You need the ability to maintain a neutral spine and pelvis in the hinge. The addition of an anteriorly loaded bar will create heavy compensation patterns. And when you're tasked with moving it up and down, your spine will move back and forth into flexion and extension, dumping the pelvis anteriorly and posteriorly during every rep. This is bad.

With a majority of the movement generated from joints and non-contractile structures, the poorly positioned bent-over row not only steals the muscular emphasis we're targeting, but places the body in a potentially injurious position.

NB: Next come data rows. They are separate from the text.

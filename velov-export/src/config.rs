//! Runtime configuration.
//!
//! Credentials are read from the environment once at startup. They are the
//! cookies of a logged-in browser session on the Vélo'v web app
//! (developer tools, Application > Cookies) and the account id that appears
//! in its API calls.

use crate::cyclocity::{CyclocityConfig, SessionCookies};

pub const ACCOUNT_ID_VAR: &str = "VELOV_ACCOUNT_ID";
pub const AUTH_SESSION_ID_VAR: &str = "VELOV_AUTH_SESSION_ID";
pub const INGRESS_COOKIE_VAR: &str = "VELOV_INGRESS_COOKIE";
pub const CONTRACT_VAR: &str = "VELOV_CONTRACT";
pub const BASE_URL_VAR: &str = "VELOV_API_BASE_URL";

/// Configuration errors.
#[derive(Debug, Clone, PartialEq, Eq, thiserror::Error)]
pub enum ConfigError {
    #[error("{0} is not set")]
    Missing(&'static str),
}

/// Settings for the export command.
#[derive(Debug, Clone)]
pub struct ExportConfig {
    pub account_id: String,
    pub cookies: SessionCookies,
    /// Overrides the default contract when set
    pub contract: Option<String>,
    /// Overrides the production API when set
    pub base_url: Option<String>,
}

impl ExportConfig {
    /// Read the configuration from the process environment.
    pub fn from_env() -> Result<Self, ConfigError> {
        Self::from_lookup(|name| std::env::var(name).ok())
    }

    /// Read the configuration through `lookup`, which maps a variable name
    /// to its value. Empty values count as unset.
    pub fn from_lookup<F>(lookup: F) -> Result<Self, ConfigError>
    where
        F: Fn(&str) -> Option<String>,
    {
        let get = |name: &str| lookup(name).filter(|v| !v.trim().is_empty());
        let require = |name: &'static str| get(name).ok_or(ConfigError::Missing(name));

        Ok(Self {
            account_id: require(ACCOUNT_ID_VAR)?,
            cookies: SessionCookies::new(require(AUTH_SESSION_ID_VAR)?, require(INGRESS_COOKIE_VAR)?),
            contract: get(CONTRACT_VAR),
            base_url: get(BASE_URL_VAR),
        })
    }

    /// Client configuration for these settings.
    pub fn client_config(&self) -> CyclocityConfig {
        let mut config = CyclocityConfig::new(self.cookies.clone(), &self.account_id);
        if let Some(contract) = &self.contract {
            config = config.with_contract(contract);
        }
        if let Some(base_url) = &self.base_url {
            config = config.with_base_url(base_url);
        }
        config
    }
}

#[cfg(test)]
mod tests {
    use super::*;
    use std::collections::HashMap;

    fn lookup(vars: &[(&str, &str)]) -> impl Fn(&str) -> Option<String> {
        let map: HashMap<String, String> = vars
            .iter()
            .map(|(k, v)| (k.to_string(), v.to_string()))
            .collect();
        move |name: &str| map.get(name).cloned()
    }

    const REQUIRED: [(&str, &str); 3] = [
        (ACCOUNT_ID_VAR, "17b0ba03-0000-0000-0000-000000000000"),
        (AUTH_SESSION_ID_VAR, "session"),
        (INGRESS_COOKIE_VAR, "1766076811.318|abc"),
    ];

    #[test]
    fn reads_required_variables() {
        let config = ExportConfig::from_lookup(lookup(&REQUIRED)).unwrap();
        assert_eq!(config.account_id, "17b0ba03-0000-0000-0000-000000000000");
        assert_eq!(config.cookies.auth_session_id, "session");
        assert_eq!(config.cookies.ingress_cookie, "1766076811.318|abc");
        assert_eq!(config.contract, None);
        assert_eq!(config.base_url, None);

        let client = config.client_config();
        assert_eq!(
            client.trips_url(),
            "https://api.cyclocity.fr/contracts/lyon/accounts/17b0ba03-0000-0000-0000-000000000000/trips"
        );
    }

    #[test]
    fn optional_overrides() {
        let mut vars = REQUIRED.to_vec();
        vars.push((CONTRACT_VAR, "nantes"));
        vars.push((BASE_URL_VAR, "http://localhost:1234"));

        let client = ExportConfig::from_lookup(lookup(&vars)).unwrap().client_config();
        assert_eq!(client.contract, "nantes");
        assert_eq!(client.base_url, "http://localhost:1234");
    }

    #[test]
    fn missing_variable_is_named() {
        let err = ExportConfig::from_lookup(lookup(&REQUIRED[..2])).unwrap_err();
        assert_eq!(err, ConfigError::Missing(INGRESS_COOKIE_VAR));
        assert_eq!(err.to_string(), "VELOV_INGRESS_COOKIE is not set");
    }

    #[test]
    fn blank_values_count_as_unset() {
        let mut vars = REQUIRED.to_vec();
        vars[1] = (AUTH_SESSION_ID_VAR, "  ");
        let err = ExportConfig::from_lookup(lookup(&vars)).unwrap_err();
        assert_eq!(err, ConfigError::Missing(AUTH_SESSION_ID_VAR));
    }
}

Do This Instead: Chest-Supported Neutral Grip Row

For back development, use a chest-supported row. You'll get the same feel and training effect while keeping your spine neutral. By getting in a supported prone position on an incline bench, the isometric hip hinge is taken out of the equation. This shifts the emphasis on the muscles working to move the load.

Before you plop down on the bench and start rowing, tense the glutes, the lower extremities and the core to create a stable base. This should be easy since the spine and pelvis are neutral. Use a neutral grip with dumbbells. This hand and shoulder position is usually better tolerated than the pronated position required with the barbell.

Train this exercise in a variety of rep ranges and tempos. With the spine neutral, the shoulder centrated and stable, make this movement a back-friendly staple on your pulling days.